◆ Work request ◆
Tally the lines below that contain the word "crate", then give the tally and nothing more.

━━━━━━

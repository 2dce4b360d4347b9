//! Deal queries and row-level mutations.
//!
//! Callers that need the occupancy check and the write to be atomic run these
//! against a transaction connection (`&mut *tx`).

use sqlx::sqlite::SqliteRow;
use sqlx::{Executor, Row, Sqlite};

use super::models::{parse_column, Deal, DealInfo, DealStatus};
use crate::error_handling::DatabaseError;

/// SQL list of the statuses that hold a position.
///
/// Must agree with `DealStatus::is_occupying` and the partial unique index in
/// the schema.
pub(crate) const OCCUPYING_SQL: &str = "('live', 'pending_approval', 'paused')";

const DEAL_COLUMNS: &str = "id, partner_id, brand_id, asset_id, page_id, position_id, status, geo,
     affiliate_link, tracking_domain, start_date_ms, end_date_ms, replaced_deal_id, created_at_ms";

/// Column values for a deal about to be inserted.
#[derive(Debug, Clone)]
pub struct NewDealRow {
    pub partner_id: i64,
    pub brand_id: i64,
    pub asset_id: i64,
    pub page_id: i64,
    pub position_id: i64,
    pub status: DealStatus,
    pub geo: String,
    pub affiliate_link: String,
    pub tracking_domain: Option<String>,
    pub start_date_ms: i64,
    pub replaced_deal_id: Option<i64>,
    pub created_at_ms: i64,
}

impl NewDealRow {
    /// The stored deal once the insert returned `id`.
    pub fn into_deal(self, id: i64) -> Deal {
        Deal {
            id,
            partner_id: self.partner_id,
            brand_id: self.brand_id,
            asset_id: self.asset_id,
            page_id: self.page_id,
            position_id: self.position_id,
            status: self.status,
            geo: self.geo,
            affiliate_link: self.affiliate_link,
            tracking_domain: self.tracking_domain,
            start_date_ms: self.start_date_ms,
            end_date_ms: None,
            replaced_deal_id: self.replaced_deal_id,
            created_at_ms: self.created_at_ms,
        }
    }
}

fn deal_from_row(row: SqliteRow) -> Result<Deal, DatabaseError> {
    Ok(Deal {
        id: row.get("id"),
        partner_id: row.get("partner_id"),
        brand_id: row.get("brand_id"),
        asset_id: row.get("asset_id"),
        page_id: row.get("page_id"),
        position_id: row.get("position_id"),
        status: parse_column("status", row.get("status"))?,
        geo: row.get("geo"),
        affiliate_link: row.get("affiliate_link"),
        tracking_domain: row.get("tracking_domain"),
        start_date_ms: row.get("start_date_ms"),
        end_date_ms: row.get("end_date_ms"),
        replaced_deal_id: row.get("replaced_deal_id"),
        created_at_ms: row.get("created_at_ms"),
    })
}

/// Occupying deals on an asset, in id order.
pub async fn occupying_deals_for_asset<'e, E>(
    executor: E,
    asset_id: i64,
) -> Result<Vec<DealInfo>, DatabaseError>
where
    E: Executor<'e, Database = Sqlite>,
{
    let sql = format!(
        "SELECT id, partner_id, brand_id, affiliate_link, tracking_domain, position_id
         FROM deals
         WHERE asset_id = ? AND status IN {OCCUPYING_SQL}
         ORDER BY id"
    );
    let rows = sqlx::query(&sql).bind(asset_id).fetch_all(executor).await?;

    Ok(rows
        .into_iter()
        .map(|row| DealInfo {
            id: row.get("id"),
            partner_id: row.get("partner_id"),
            brand_id: row.get("brand_id"),
            affiliate_link: row.get("affiliate_link"),
            tracking_domain: row.get("tracking_domain"),
            position_id: row.get("position_id"),
        })
        .collect())
}

/// Looks up a deal by id.
pub async fn get_deal<'e, E>(executor: E, deal_id: i64) -> Result<Option<Deal>, DatabaseError>
where
    E: Executor<'e, Database = Sqlite>,
{
    let sql = format!("SELECT {DEAL_COLUMNS} FROM deals WHERE id = ?");
    sqlx::query(&sql)
        .bind(deal_id)
        .fetch_optional(executor)
        .await?
        .map(deal_from_row)
        .transpose()
}

/// Id of the deal currently occupying a position, if any.
pub async fn find_occupying_deal_id<'e, E>(
    executor: E,
    position_id: i64,
) -> Result<Option<i64>, DatabaseError>
where
    E: Executor<'e, Database = Sqlite>,
{
    let sql = format!("SELECT id FROM deals WHERE position_id = ? AND status IN {OCCUPYING_SQL}");
    let id = sqlx::query_scalar::<_, i64>(&sql)
        .bind(position_id)
        .fetch_optional(executor)
        .await?;
    Ok(id)
}

/// Inserts a deal and returns its id.
///
/// Returns the raw `sqlx::Error` so callers can translate a unique violation
/// on the occupied-position index.
pub async fn insert_deal<'e, E>(executor: E, deal: &NewDealRow) -> Result<i64, sqlx::Error>
where
    E: Executor<'e, Database = Sqlite>,
{
    sqlx::query_scalar::<_, i64>(
        "INSERT INTO deals (
            partner_id, brand_id, asset_id, page_id, position_id, status, geo,
            affiliate_link, tracking_domain, start_date_ms, end_date_ms,
            replaced_deal_id, created_at_ms
        ) VALUES (?, ?, ?, ?, ?, ?, ?, ?, ?, ?, NULL, ?, ?)
        RETURNING id",
    )
    .bind(deal.partner_id)
    .bind(deal.brand_id)
    .bind(deal.asset_id)
    .bind(deal.page_id)
    .bind(deal.position_id)
    .bind(deal.status.as_ref())
    .bind(&deal.geo)
    .bind(&deal.affiliate_link)
    .bind(&deal.tracking_domain)
    .bind(deal.start_date_ms)
    .bind(deal.replaced_deal_id)
    .bind(deal.created_at_ms)
    .fetch_one(executor)
    .await
}

/// Moves an occupying deal to a terminal status and stamps its end date.
///
/// Returns the updated row, or `None` when the deal does not exist or no
/// longer occupies its position.
pub async fn close_deal<'e, E>(
    executor: E,
    deal_id: i64,
    status: DealStatus,
    end_date_ms: i64,
) -> Result<Option<Deal>, DatabaseError>
where
    E: Executor<'e, Database = Sqlite>,
{
    let sql = format!(
        "UPDATE deals SET status = ?, end_date_ms = ?
         WHERE id = ? AND status IN {OCCUPYING_SQL}
         RETURNING {DEAL_COLUMNS}"
    );
    sqlx::query(&sql)
        .bind(status.as_ref())
        .bind(end_date_ms)
        .bind(deal_id)
        .fetch_optional(executor)
        .await?
        .map(deal_from_row)
        .transpose()
}

/// Compare-and-set on a deal's status. Returns `false` when the deal was not
/// in `from` anymore.
pub async fn update_deal_status<'e, E>(
    executor: E,
    deal_id: i64,
    from: DealStatus,
    to: DealStatus,
) -> Result<bool, DatabaseError>
where
    E: Executor<'e, Database = Sqlite>,
{
    let result = sqlx::query("UPDATE deals SET status = ? WHERE id = ? AND status = ?")
        .bind(to.as_ref())
        .bind(deal_id)
        .bind(from.as_ref())
        .execute(executor)
        .await?;
    Ok(result.rows_affected() == 1)
}

#[cfg(test)]
mod tests {
    use super::*;
    use crate::storage::test_helpers::*;
    use strum::IntoEnumIterator;

    #[test]
    fn test_occupying_sql_lists_every_occupying_status() {
        for status in DealStatus::iter() {
            let quoted = format!("'{}'", status.as_ref());
            assert_eq!(
                OCCUPYING_SQL.contains(&quoted),
                status.is_occupying(),
                "status: {status}"
            );
        }
    }

    #[tokio::test]
    async fn test_occupying_deals_for_asset_skips_terminal_and_other_assets() {
        let pool = create_test_pool().await;
        let fixture = seed_catalog(&pool).await;
        let other_asset = create_test_asset(&pool, Some("other.com")).await;
        let (_, other_position) = create_test_position(&pool, other_asset, "Sidebar").await;
        let (_, second_position) = create_test_position(&pool, fixture.asset_id, "Footer").await;

        let live = create_test_deal(&pool, &fixture, fixture.position_id, DealStatus::Live, "https://aff.acme.com/go").await;
        create_test_deal(&pool, &fixture, second_position, DealStatus::Ended, "https://aff.acme.com/old").await;
        let mut elsewhere = fixture.clone();
        elsewhere.asset_id = other_asset;
        create_test_deal(&pool, &elsewhere, other_position, DealStatus::Live, "https://aff.acme.com/x").await;

        let deals = occupying_deals_for_asset(&pool, fixture.asset_id).await.unwrap();
        assert_eq!(deals.len(), 1);
        assert_eq!(deals[0].id, live);
        assert_eq!(deals[0].position_id, fixture.position_id);
    }

    #[tokio::test]
    async fn test_unique_index_rejects_second_occupant() {
        let pool = create_test_pool().await;
        let fixture = seed_catalog(&pool).await;
        create_test_deal(&pool, &fixture, fixture.position_id, DealStatus::Paused, "https://a.com/1").await;

        let row = new_deal_row(&fixture, fixture.position_id, DealStatus::PendingApproval, "https://a.com/2");
        let err = insert_deal(&pool, &row).await.unwrap_err();
        let db_err = err.as_database_error().expect("database error");
        assert!(db_err.is_unique_violation());

        // A terminal deal on the same position is fine.
        let row = new_deal_row(&fixture, fixture.position_id, DealStatus::Ended, "https://a.com/3");
        assert!(insert_deal(&pool, &row).await.is_ok());
    }

    #[tokio::test]
    async fn test_close_deal_only_touches_occupying_deals() {
        let pool = create_test_pool().await;
        let fixture = seed_catalog(&pool).await;
        let deal_id = create_test_deal(&pool, &fixture, fixture.position_id, DealStatus::Live, "https://a.com/1").await;

        let closed = close_deal(&pool, deal_id, DealStatus::Ended, 1_700_000_000_000)
            .await
            .unwrap()
            .unwrap();
        assert_eq!(closed.status, DealStatus::Ended);
        assert_eq!(closed.end_date_ms, Some(1_700_000_000_000));
        assert_eq!(find_occupying_deal_id(&pool, fixture.position_id).await.unwrap(), None);

        // Second close is a no-op.
        assert!(close_deal(&pool, deal_id, DealStatus::Inactive, 1).await.unwrap().is_none());
    }

    #[tokio::test]
    async fn test_update_deal_status_is_compare_and_set() {
        let pool = create_test_pool().await;
        let fixture = seed_catalog(&pool).await;
        let deal_id = create_test_deal(&pool, &fixture, fixture.position_id, DealStatus::Live, "https://a.com/1").await;

        assert!(update_deal_status(&pool, deal_id, DealStatus::Live, DealStatus::Paused).await.unwrap());
        assert!(!update_deal_status(&pool, deal_id, DealStatus::Live, DealStatus::Paused).await.unwrap());
        let deal = get_deal(&pool, deal_id).await.unwrap().unwrap();
        assert_eq!(deal.status, DealStatus::Paused);
    }

    #[tokio::test]
    async fn test_replaced_deal_id_allows_one_successor() {
        let pool = create_test_pool().await;
        let fixture = seed_catalog(&pool).await;
        let old = create_test_deal(&pool, &fixture, fixture.position_id, DealStatus::Ended, "https://a.com/1").await;

        let mut row = new_deal_row(&fixture, fixture.position_id, DealStatus::Live, "https://a.com/2");
        row.replaced_deal_id = Some(old);
        let successor = insert_deal(&pool, &row).await.unwrap();
        let stored = get_deal(&pool, successor).await.unwrap().unwrap();
        assert_eq!(stored.replaced_deal_id, Some(old));

        let mut row = new_deal_row(&fixture, fixture.position_id, DealStatus::Ended, "https://a.com/3");
        row.replaced_deal_id = Some(old);
        assert!(insert_deal(&pool, &row).await.is_err());
    }
}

━━━━━━

◆ Result ◆
3